* _Activity_
Considering every line below, count those with the word "description" and give only the result.

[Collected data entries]
----------------
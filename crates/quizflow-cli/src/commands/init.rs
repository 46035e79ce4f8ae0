//! The `quizflow init` command.

use anyhow::Result;

pub fn execute() -> Result<()> {
    // Create quizflow.toml
    if std::path::Path::new("quizflow.toml").exists() {
        println!("quizflow.toml already exists, skipping.");
    } else {
        std::fs::write("quizflow.toml", SAMPLE_CONFIG)?;
        println!("Created quizflow.toml");
    }

    // Create example catalog
    std::fs::create_dir_all("catalog")?;
    let example_path = std::path::Path::new("catalog/example.toml");
    if example_path.exists() {
        println!("catalog/example.toml already exists, skipping.");
    } else {
        std::fs::write(example_path, EXAMPLE_CATALOG)?;
        println!("Created catalog/example.toml");
    }

    println!("\nNext steps:");
    println!("  1. Run: quizflow validate --catalog catalog/example.toml");
    println!("  2. Run: quizflow list --catalog catalog");
    println!("  3. Run: quizflow take --catalog catalog --course rust-101 --module ownership");

    Ok(())
}

const SAMPLE_CONFIG: &str = r#"# quizflow configuration

output_dir = "./attempts"

[catalog]
type = "file"
path = "catalog"

# Use an HTTP catalog service instead:
# [catalog]
# type = "http"
# base_url = "https://lms.example.com/api"
"#;

const EXAMPLE_CATALOG: &str = r#"[catalog]
name = "Example Catalog"
description = "A small catalog to get started"

[[courses]]
id = "rust-101"
title = "Rust Fundamentals"
description = "An introduction to the Rust programming language"

[[courses.modules]]
id = "ownership"
title = "Ownership"

[courses.modules.quiz]
points = 30
time_limit_secs = 600

[[courses.modules.quiz.questions]]
prompt = "What happens to a value when it is assigned to another variable?"
options = ["It is copied", "It is moved", "It is borrowed"]
correct = 1

[[courses.modules.quiz.questions]]
prompt = "How many mutable references to a value can exist at one time?"
options = ["One", "Two", "Unlimited"]
correct = 0

[[courses.modules.quiz.questions]]
prompt = "When is a value dropped?"
options = ["At the end of the program", "When its last reference is read", "When its owner goes out of scope"]
correct = 2

[[courses.modules]]
id = "error-handling"
title = "Error Handling"

[courses.modules.quiz]
points = 20
time_limit_secs = 300

[[courses.modules.quiz.questions]]
prompt = "Which type represents a recoverable failure?"
options = ["Result", "Option", "panic!"]
correct = 0

[[courses.modules.quiz.questions]]
prompt = "What does the ? operator do on an Err value?"
options = ["Panics", "Returns it to the caller", "Ignores it"]
correct = 1
"#;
----------------
* _Answer below_
2